Now it’s the banks’ turn to do right by all of us
MONETARY and fiscal authorities around the world have been quick to respond to the Covid-19 crisis with rate cuts and stimulus packages, but without an equivalent response from the commercial banking sector, none of these actions will work. We bailed them out when they needed it. Now it’s their turn.
In economics, we talk about demand and supply-side shocks to the economy.
Understandably, much of the focus has been on the supply side and within this on Chinese supply, since manufacturers every- where depend on parts produced in China.
However, this supply chain blockage is not limited to China and will occur in almost every country across the world. These blockages will continue to transmit to other countries in our highly interconnected world. While things have improved in China from a health perspective, it is going to take time for them to upscale production and restore their supply chains.
In Ireland, we measure the prevailing direction of economic trends in manufacturing with the purchasing managers index (PMI). The AIB Ireland Manufacturing PMI is compiled from responses to questionnaires sent to purchasing managers in a panel of around 250 manufacturers.
Growth will resume but lost consumption is gone for good
While the latest PMI published on 20th of February suggests that the sector is expanding, purchasing managers did express some disquiet. They reported concerns over a fall in new export orders and disruptions to supply chains. They also said that they’ve seen a considerable lengthening in suppliers’ delivery times. This is going to slow down production and dampen economic activity and will take time to rebound.
The demand-side shock to the services sector will be much tougher to recover from. While you might postpone buying a fridge or a car, you won’t double your meals out when things go back to normal. This will impact tourism, transportation and our domestic services economy. While growth will resume eventually, the lost consumption is gone for good.
Fiscal policy – that is, government tax and expenditure decisions – has a duty to respond to economic shocks. In Europe, government spending is constrained by the EU fiscal rules and could hamstring countries in their response to the pandemic.
Now is not the time to be squeamish about increasing budget deficits. The European Commission’s decision on March 13 to employ a more lenient interpretation of budget and state rules is welcome in this regard. It will allow countries like Italy more wriggle room to spend and thereby alleviate the economic impact of the shock. On March 10, the Irish government announced a suite of health and social welfare changes designed to protect workers. In total, this stimulus will amount to an estimated €3bn.
And on the monetary side, central banks around the world have reacted by cutting interest rates or ramping up quantitative easing.
For example, the Federal Reserve – the US central bank – followed up its 0.5pc cut on March 3 with a further 1pc cut just last Sunday. That brought interest rates to almost zero.
This latest action was part of a rare co-ordinated action by central banks across the world, from Canada to the UK and Japan.

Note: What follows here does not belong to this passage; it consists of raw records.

//! 死信队列处理
//!
//! 事件处理失败且重试耗尽后，消息被发送到死信队列（DLQ）而非丢弃。
//! 发布类瞬时故障（publish-failure、kafka-error）的死信会按退避计划重新
//! 投递回原 topic——事件尚未进入管线，重投即完成补发。副作用失败则不同：
//! 状态转移此时已经应用、序号已被定序器消费，把事件投回原 topic 只会命中
//! 幂等去重，不会重新分发副作用，因此与状态机拒绝（非法转移、gap-timeout
//! 等确定性失败）一样只记录操作员可见的错误日志等待人工介入。

use std::time::Duration;

use chrono::{DateTime, Utc};
use serde::{Deserialize, Serialize};
use tokio::sync::watch;
use tracing::{error, info, warn};

use crate::config::AppConfig;
use crate::error::OrderError;
use crate::events::OrderEvent;
use crate::kafka::{ConsumerMessage, KafkaConsumer, KafkaProducer, topics};
use crate::retry::RetryPolicy;

// ---------------------------------------------------------------------------
// DeadLetterMessage — 死信消息信封
// ---------------------------------------------------------------------------

/// 死信消息信封
///
/// 包装原始消息，附加失败原因、稳定错误码与重试元数据，
/// DLQ 消费端据此决定重新投递还是归档等待人工处理。
#[derive(Debug, Clone, Serialize, Deserialize)]
#[serde(rename_all = "camelCase")]
pub struct DeadLetterMessage {
    /// 原始消息标识，约定为 "{order_id}:{sequence}"
    pub message_id: String,
    /// 原始 topic
    pub source_topic: String,
    /// 原始消息内容（JSON 字符串）
    pub payload: String,
    /// 失败原因描述
    pub error: String,
    /// 稳定错误码（OrderError::code）
    pub error_code: String,
    /// 已重试次数
    pub retry_count: u32,
    /// 最大重试次数
    pub max_retries: u32,
    /// 首次失败时间
    pub first_failed_at: DateTime<Utc>,
    /// 最近失败时间
    pub last_failed_at: DateTime<Utc>,
    /// 下次重试时间（None 表示不再重试）
    pub next_retry_at: Option<DateTime<Utc>>,
    /// 来源服务
    pub source_service: String,
}

/// 重投只对尚未进入管线的发布类故障有意义。
/// handler-failure 不在其列：副作用失败时事件的序号已被消费，
/// 重投回原 topic 只会被当作重复事件跳过。
fn code_is_redeliverable(code: &str) -> bool {
    matches!(code, "publish-failure" | "kafka-error")
}

impl DeadLetterMessage {
    /// 创建新的死信消息
    ///
    /// 首次进入 DLQ 时 retry_count 为 0；可重投的错误码立即安排首轮重投，
    /// 确定性失败则不安排重投。
    pub fn new(
        message_id: impl Into<String>,
        source_topic: impl Into<String>,
        payload: impl Into<String>,
        error: &OrderError,
        max_retries: u32,
        source_service: impl Into<String>,
    ) -> Self {
        let now = Utc::now();
        let code = error.code();
        Self {
            message_id: message_id.into(),
            source_topic: source_topic.into(),
            payload: payload.into(),
            error: error.to_string(),
            error_code: code.to_string(),
            retry_count: 0,
            max_retries,
            first_failed_at: now,
            last_failed_at: now,
            next_retry_at: code_is_redeliverable(code).then_some(now),
            source_service: source_service.into(),
        }
    }

    /// 是否应继续重投
    pub fn should_redeliver(&self) -> bool {
        code_is_redeliverable(&self.error_code) && self.retry_count < self.max_retries
    }

    /// 增加重试计数并更新元数据
    ///
    /// 每次重投失败后调用；根据退避策略计算下一次重投时间，
    /// 达到上限后 next_retry_at 置为 None。
    pub fn increment_retry(&mut self, error: &str, retry_policy: &RetryPolicy) {
        self.retry_count += 1;
        self.error = error.to_string();
        self.last_failed_at = Utc::now();

        if self.should_redeliver() {
            let delay = retry_policy.delay_for_attempt(self.retry_count);
            self.next_retry_at =
                Some(self.last_failed_at + chrono::Duration::from_std(delay).unwrap_or_default());
        } else {
            self.next_retry_at = None;
        }
    }
}

// ---------------------------------------------------------------------------
// DlqProducer — 将失败消息发送到死信队列
// ---------------------------------------------------------------------------

/// DLQ 生产者
///
/// 处理失败、重试耗尽或被定序器拒绝的事件经由此组件写入死信队列，
/// 保证消息最终被重投或人工处理，绝不静默丢弃。
#[derive(Clone)]
pub struct DlqProducer {
    producer: KafkaProducer,
    source_service: String,
    max_retries: u32,
}

impl DlqProducer {
    pub fn new(producer: KafkaProducer, source_service: &str, max_retries: u32) -> Self {
        Self {
            producer,
            source_service: source_service.to_string(),
            max_retries,
        }
    }

    /// 将失败消息发送到死信队列
    pub async fn send_to_dlq(
        &self,
        message_id: &str,
        source_topic: &str,
        payload: &str,
        error: &OrderError,
    ) -> Result<(), OrderError> {
        let dlq_msg = DeadLetterMessage::new(
            message_id,
            source_topic,
            payload,
            error,
            self.max_retries,
            &self.source_service,
        );

        self.producer
            .send_json(topics::DEAD_LETTER_QUEUE, message_id, &dlq_msg)
            .await?;

        warn!(
            message_id,
            source_topic,
            error = %error,
            code = error.code(),
            "消息已发送到死信队列"
        );

        Ok(())
    }

    /// 将订单事件及其失败原因发送到死信队列
    ///
    /// 便捷方法：以 "{order_id}:{sequence}" 作为 message_id，
    /// 整个事件序列化为 payload。
    pub async fn send_event_to_dlq(
        &self,
        event: &OrderEvent,
        error: &OrderError,
    ) -> Result<(), OrderError> {
        let payload = serde_json::to_string(event).map_err(OrderError::Serialization)?;
        let message_id = format!("{}:{}", event.order_id, event.sequence);

        self.send_to_dlq(&message_id, topics::ORDER_EVENTS, &payload, error)
            .await
    }
}

// ---------------------------------------------------------------------------
// DlqConsumer — 处理死信队列消息
// ---------------------------------------------------------------------------

/// DLQ 消费者
///
/// 持续消费死信队列，对尚可重投的消息等到重投时间后发回原始 topic。
/// 确定性失败或重试耗尽的消息记录错误日志以便人工介入。
pub struct DlqConsumer {
    consumer: KafkaConsumer,
    /// 将待重投的消息发回原始 topic
    redeliver_producer: KafkaProducer,
    /// 重投失败后写回 DLQ 时的退避计划
    retry_policy: RetryPolicy,
}

impl DlqConsumer {
    /// 创建 DLQ 消费者
    ///
    /// 使用 `.dlq` 后缀作为独立消费组，与主消费者互不干扰
    pub fn new(config: &AppConfig, redeliver_producer: KafkaProducer) -> Result<Self, OrderError> {
        let consumer = KafkaConsumer::new(&config.kafka, Some("dlq"))?;
        consumer.subscribe(&[topics::DEAD_LETTER_QUEUE])?;

        info!(topic = topics::DEAD_LETTER_QUEUE, "DLQ 消费者已创建");

        Ok(Self {
            consumer,
            redeliver_producer,
            retry_policy: RetryPolicy::from(&config.retry),
        })
    }

    /// 启动 DLQ 消费循环
    pub async fn run(self, shutdown: watch::Receiver<bool>) {
        let producer = self.redeliver_producer.clone();
        let retry_policy = self.retry_policy.clone();

        self.consumer
            .start(shutdown, move |msg| {
                let producer = producer.clone();
                let retry_policy = retry_policy.clone();
                async move { handle_dlq_message(&msg, &producer, &retry_policy).await }
            })
            .await;

        info!("DLQ 消费循环已退出");
    }
}

/// 处理单条死信消息
///
/// - 可重投 → 等到重投时间后将原始 payload 发回 source_topic；
///   重投本身失败则更新重试元数据写回死信队列，退避后再试
/// - 不可重投（确定性失败或重试耗尽）→ 操作员可见的错误日志，人工介入
async fn handle_dlq_message(
    msg: &ConsumerMessage,
    redeliver_producer: &KafkaProducer,
    retry_policy: &RetryPolicy,
) -> Result<(), OrderError> {
    let dlq_msg: DeadLetterMessage = msg.deserialize_payload()?;

    if !dlq_msg.should_redeliver() {
        error!(
            message_id = %dlq_msg.message_id,
            source_topic = %dlq_msg.source_topic,
            source_service = %dlq_msg.source_service,
            error_code = %dlq_msg.error_code,
            retry_count = dlq_msg.retry_count,
            max_retries = dlq_msg.max_retries,
            first_failed_at = %dlq_msg.first_failed_at,
            last_failed_at = %dlq_msg.last_failed_at,
            error = %dlq_msg.error,
            "死信消息不可重投，需人工介入"
        );
        return Ok(());
    }

    // 消费组开启 auto-commit，跳过等于永久丢失；
    // 重投时间未到的消息原地等到期再发，而非依赖下次消费
    if let Some(wait) = delay_until_due(&dlq_msg, Utc::now()) {
        info!(
            message_id = %dlq_msg.message_id,
            wait_ms = wait.as_millis() as u64,
            "死信消息重投时间未到，等待到期"
        );
        tokio::time::sleep(wait).await;
    }

    info!(
        message_id = %dlq_msg.message_id,
        source_topic = %dlq_msg.source_topic,
        retry_count = dlq_msg.retry_count,
        max_retries = dlq_msg.max_retries,
        "重投死信消息，发回原始 topic"
    );

    // 重投必须沿用原 message_id（即 order_id:seq 对应的 key），
    // 保证与同实体后续事件的相对顺序不被破坏
    let key = dlq_msg
        .message_id
        .split(':')
        .next()
        .unwrap_or(&dlq_msg.message_id)
        .to_string();

    if let Err(e) = redeliver_producer
        .send(&dlq_msg.source_topic, &key, dlq_msg.payload.as_bytes())
        .await
    {
        warn!(
            message_id = %dlq_msg.message_id,
            error = %e,
            "重投失败，更新重试计划后写回死信队列"
        );

        let mut updated = dlq_msg;
        updated.increment_retry(&e.to_string(), retry_policy);
        redeliver_producer
            .send_json(topics::DEAD_LETTER_QUEUE, &updated.message_id, &updated)
            .await?;
    }

    Ok(())
}

/// 距离重投时间还需等待的时长；已到期或未安排重投返回 None
fn delay_until_due(msg: &DeadLetterMessage, now: DateTime<Utc>) -> Option<Duration> {
    let next = msg.next_retry_at?;
    (next > now).then(|| (next - now).to_std().unwrap_or_default())
}

// ---------------------------------------------------------------------------
// 单元测试
// ---------------------------------------------------------------------------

The ECB has little room to cut interest rates. Their main refinancing interest rate is already at zero. Instead, they opted to boost the commercial banks’ capacity to lend to small and medium sized industries. The ECB also boosted their already large quantitative easing programme and will buy an additional €120bn of net asset purchases until the end of the year.
The important point here is that the central banks including the ECB are supporting banks to continue to finance households and businesses in these unprecedented times. But it will be up to the banks themselves to deliver on this additional capacity.
What if you run a café or bar and you have to close, how are you going to pay the lease? How are you going to pay your mortgage? If you are a café or bar employee and there is no work for you, how are you going to pay your rent? How will your landlord pay the mortgage?
Homeowners and businesses will need mortgage holidays
Banks are going to have to be patient and give mortgage holidays to homeowners, business and residential landlords and show forbearance on other forms of credit to the real economy. With no interest added or negative credit ratings.
It is not so long ago that Irish taxpayers bailed out the banks.
To remind anyone who might have forgotten, we provided €32.1bn (much of it borrowed from the troika) to AIB, Bank of Ireland and Irish Life and Permanent. AIB alone got €20.7bn.
The Irish State still owns 71pc of AIB and 14pc of Bank of Ireland. We dug them out of a liquidity hole then. Now, it’s their turn.
The banking sector has a crucial role to play, and rolling back planned fee increases will not be anything like enough.
Let’s hope they step up to the plate and do the right thing, for the economy and for society.